A decryption challenge

Moose-tache · Post by **Moose-tache** » Thu Aug 20, 2020 12:50 am

There are way too many one-character words, and the two-character words are quite numerous and varied compared to English, so there either has to be an abugida-style vowel marking going on or (more likely in my opinion) abbreviation of lots of common words. I'm curious: do you think the mirror images are a grade (akin to descender vs no descender), or unrelated letters?

Risla · Post by **Risla** » Thu Aug 20, 2020 4:06 am

quinterbeck wrote: ↑Wed Aug 19, 2020 6:23 pm ignoring the dot and grave accents, which seem pretty evenly distributed.

Not giving anything away yet since I'm seeing some good insights in this thread, but since this is just a dumb handwriting thing: there's no distinction here (they're all supposed to be dots).

quinterbeck · Post by **quinterbeck** » Thu Aug 20, 2020 9:00 am

Risla wrote: ↑Thu Aug 20, 2020 4:06 am
quinterbeck wrote: ↑Wed Aug 19, 2020 6:23 pm ignoring the dot and grave accents, which seem pretty evenly distributed.
Not giving anything away yet since I'm seeing some good insights in this thread, but since this is just a dumb handwriting thing: there's no distinction here (they're all supposed to be dots).

Aha! That explains why some of them are so ambiguous!
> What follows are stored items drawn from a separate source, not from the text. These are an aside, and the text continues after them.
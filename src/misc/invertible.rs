/// Trait for types that can be inverted.
pub trait Invertible: Clone {
    fn invert(&mut self);
    fn inverse(&self) -> Self {
        let mut inv = self.clone();
        inv.invert();
        inv
    }
}
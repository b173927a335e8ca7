use std::fmt::Display;
use std::process;

/// Prints `msg` to stderr and exits with status 1.
pub fn error(msg: impl Display) -> ! {
    eprintln!("{}", msg);
    process::exit(1);
}
/*
 * tick - a workload program for testing debuggers and tracers
 *
 * usage: tick <n>
 * Prints 0 through n-1, one number per second, then exits.
 * Rejects a missing, extra, zero or unparseable argument.
 */

mod utils;

use nix::sys::signal::{self, SigHandler, Signal};
use std::env;
use std::io;

use tick::{args, emit};

fn main() {
    // The Rust runtime ignores SIGPIPE; put it back so a closed reader
    // kills the process like any other unhandled signal.
    if let Err(err) = unsafe { signal::signal(Signal::SIGPIPE, SigHandler::SigDfl) } {
        utils::error(format!("signal error: {}", err));
    }

    let argv: Vec<String> = env::args().collect();

    let target = args::parse_args(&argv).unwrap_or_else(|err| utils::error(err));

    let stdout = io::stdout();
    let mut out = stdout.lock();
    if let Err(err) = emit::run(&mut out, target, emit::one_second) {
        utils::error(format!("write error: {}", err));
    }
}
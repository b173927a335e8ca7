use std::num::NonZeroU64;

use thiserror::Error;

/// Name used in the usage line when the argument list is empty.
const DEFAULT_PROGRAM: &str = "tick";

/// Every variant prints the same usage line. Literal zero and unparseable
/// text both end up as `NotPositive` and cannot be told apart.
#[derive(Debug, Error, PartialEq, Eq)]
pub enum UsageError {
    /// Anything other than exactly one argument after the program name.
    #[error("Usage: {program} <seconds to sleep>")]
    WrongArgCount { program: String },
    #[error("Usage: {program} <seconds to sleep>")]
    NotPositive { program: String },
}

fn program_name(args: &[String]) -> String {
    args.first()
        .map_or_else(|| DEFAULT_PROGRAM.to_string(), Clone::clone)
}

/// Base-10 conversion that yields 0 for empty, non-numeric, negative or
/// overflowing text.
pub fn parse_bound(text: &str) -> u64 {
    text.parse::<u64>().unwrap_or(0)
}

/// Validates the process argument list (program name included) and returns
/// the number of lines to emit.
pub fn parse_args(args: &[String]) -> Result<NonZeroU64, UsageError> {
    if args.len() != 2 {
        return Err(UsageError::WrongArgCount {
            program: program_name(args),
        });
    }

    NonZeroU64::new(parse_bound(&args[1]))
        .ok_or_else(|| UsageError::NotPositive {
            program: program_name(args),
        })
}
Moose-tache wrote: ↑Thu Aug 20, 2020 12:50 am There are way too many one-character words, and the two-character words are quite numerous and varied compared to English, so there either has to be an abugida-style vowel marking going on or (more likely in my opinion) abbreviation of lots of common words.

I reckon it's a combination of both.

Moose-tache wrote: ↑Thu Aug 20, 2020 12:50 am I'm curious: do you think the mirror images are a grade (akin to descender vs no descender), or unrelated letters?
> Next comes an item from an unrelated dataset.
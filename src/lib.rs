//! A deliberately inert workload for exercising process-control tools.
//! `args` validates the invocation and `emit` prints one line per second.

pub mod args;
pub mod emit;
Not a grade, as there's only two pairs like that. Different series, I'd say, but perhaps related by feature.

Qwynegold · Post by **Qwynegold** » Thu Aug 20, 2020 3:11 pm

quinterbeck wrote: ↑Wed Aug 19, 2020 6:23 pmBased on that, I think it's a sort of abugida with the series indicating a consonant (although it's 5 more than english has)
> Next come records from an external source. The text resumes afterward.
//! The closed error taxonomy and its payloads.
//!
//! Every kind is a variant of [`ErrorVariant`]; adding one forces every
//! translation table in [`crate::i18n`] to grow a matching entry, because the
//! dispatcher matches exhaustively.

use crate::error::LocalizeError;
use chrono::NaiveDate;
use serde::{Deserialize, Serialize};
use serde_json::Value;
use tracing::{debug, warn};

/// A tagged application error, serialized with an internal `kind` tag.
///
/// ```json
/// {"kind": "invalidEmailDomain", "email": "a@b.c", "validDomains": ["x.com"]}
/// ```
#[derive(Debug, Clone, PartialEq, Eq, Serialize, Deserialize)]
#[serde(tag = "kind", rename_all = "camelCase")]
pub enum ErrorVariant {
    GeneralError,

    /// The weekday string is carried as given; it is not checked against
    /// real weekday names.
    InvalidWeekday { weekday: String },

    #[serde(rename_all = "camelCase")]
    InvalidEmailDomain {
        email: String,
        valid_domains: Vec<String>,
    },

    TooLateToAppologize {
        #[serde(with = "calendar_date")]
        date: NaiveDate,
    },
}

/// Payload-free discriminant of [`ErrorVariant`].
#[derive(Debug, Clone, Copy, PartialEq, Eq, Hash)]
pub enum ErrorKind {
    GeneralError,
    InvalidWeekday,
    InvalidEmailDomain,
    TooLateToAppologize,
}

impl ErrorKind {
    /// Every kind, in declaration order.
    pub const ALL: [ErrorKind; 4] = [
        ErrorKind::GeneralError,
        ErrorKind::InvalidWeekday,
        ErrorKind::InvalidEmailDomain,
        ErrorKind::TooLateToAppologize,
    ];

    /// The wire tag used in the `kind` field.
    pub fn tag(&self) -> &'static str {
        match self {
            ErrorKind::GeneralError => "generalError",
            ErrorKind::InvalidWeekday => "invalidWeekday",
            ErrorKind::InvalidEmailDomain => "invalidEmailDomain",
            ErrorKind::TooLateToAppologize => "tooLateToAppologize",
        }
    }

    pub fn from_tag(tag: &str) -> Option<ErrorKind> {
        Self::ALL.into_iter().find(|kind| kind.tag() == tag)
    }
}

impl ErrorVariant {
    pub fn kind(&self) -> ErrorKind {
        match self {
            ErrorVariant::GeneralError => ErrorKind::GeneralError,
            ErrorVariant::InvalidWeekday { .. } => ErrorKind::InvalidWeekday,
            ErrorVariant::InvalidEmailDomain { .. } => ErrorKind::InvalidEmailDomain,
            ErrorVariant::TooLateToAppologize { .. } => ErrorKind::TooLateToAppologize,
        }
    }

    /// Decode an error from its JSON form.
    ///
    /// # Returns
    /// * `Err(MissingKind)` if there is no string `kind` field
    /// * `Err(UnknownErrorKind)` if the tag names no known kind
    /// * `Err(InvalidPayload)` if fields are missing, mistyped, or `validDomains` is empty
    pub fn from_json(json: &str) -> Result<ErrorVariant, LocalizeError> {
        let value: Value = serde_json::from_str(json)?;
        Self::from_value(value)
    }

    pub fn from_value(value: Value) -> Result<ErrorVariant, LocalizeError> {
        let tag = value
            .get("kind")
            .and_then(Value::as_str)
            .ok_or(LocalizeError::MissingKind)?;

        let kind = match ErrorKind::from_tag(tag) {
            Some(kind) => kind,
            None => {
                warn!(kind = tag, "Rejecting error payload with unknown kind");
                return Err(LocalizeError::UnknownErrorKind {
                    kind: tag.to_string(),
                });
            }
        };

        let variant: ErrorVariant =
            serde_json::from_value(value).map_err(|e| LocalizeError::InvalidPayload {
                kind: kind.tag().to_string(),
                reason: e.to_string(),
            })?;

        if let ErrorVariant::InvalidEmailDomain { valid_domains, .. } = &variant {
            if valid_domains.is_empty() {
                return Err(LocalizeError::InvalidPayload {
                    kind: kind.tag().to_string(),
                    reason: "validDomains must not be empty".to_string(),
                });
            }
        }

        debug!(kind = kind.tag(), "Decoded error payload");
        Ok(variant)
    }
}

/// Calendar dates on the wire: `2020-01-01`, or an RFC 3339 timestamp whose
/// calendar fields are taken in its own offset.
mod calendar_date {
    use chrono::{DateTime, NaiveDate};
    use serde::{de, Deserialize, Deserializer, Serializer};

    const FORMAT: &str = "%Y-%m-%d";

    pub fn serialize<S>(date: &NaiveDate, serializer: S) -> Result<S::Ok, S::Error>
    where
        S: Serializer,
    {
        serializer.collect_str(&date.format(FORMAT))
    }

    pub fn deserialize<'de, D>(deserializer: D) -> Result<NaiveDate, D::Error>
    where
        D: Deserializer<'de>,
    {
        let raw = String::deserialize(deserializer)?;
        parse(&raw).ok_or_else(|| de::Error::custom(format!("invalid date: '{}'", raw)))
    }

    pub(super) fn parse(raw: &str) -> Option<NaiveDate> {
        NaiveDate::parse_from_str(raw, FORMAT)
            .ok()
            .or_else(|| DateTime::parse_from_rfc3339(raw).ok().map(|dt| dt.date_naive()))
    }
}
Do you mean consonant sounds or consonant phonemes?

quinterbeck wrote: ↑Wed Aug 19, 2020 6:23 pmAll my tables and tallies are on paper, but I'm happy to scan some of it and add to the thread if anyone wants

Yes please. I'd like to take a look and see if I can figure anything out, and it would be wasteful for me to tally things if someone's already done that.

quinterbeck · Post by **quinterbeck** » Thu Aug 27, 2020 4:39 pm

I couldn't get my scanner to work, so I'm afraid it's all phone photos!

Here's what I think is the base glyph set, followed by the tallies of glyphs with extensions (ascenders and descenders). The alphanumeric labels are part of encoding I've been using, based on the graphical relationships that I see. There's also a tally of all words, and on a fourth sheet, a word summary of words with a frequency of two or more, plus the six word collocations I could find.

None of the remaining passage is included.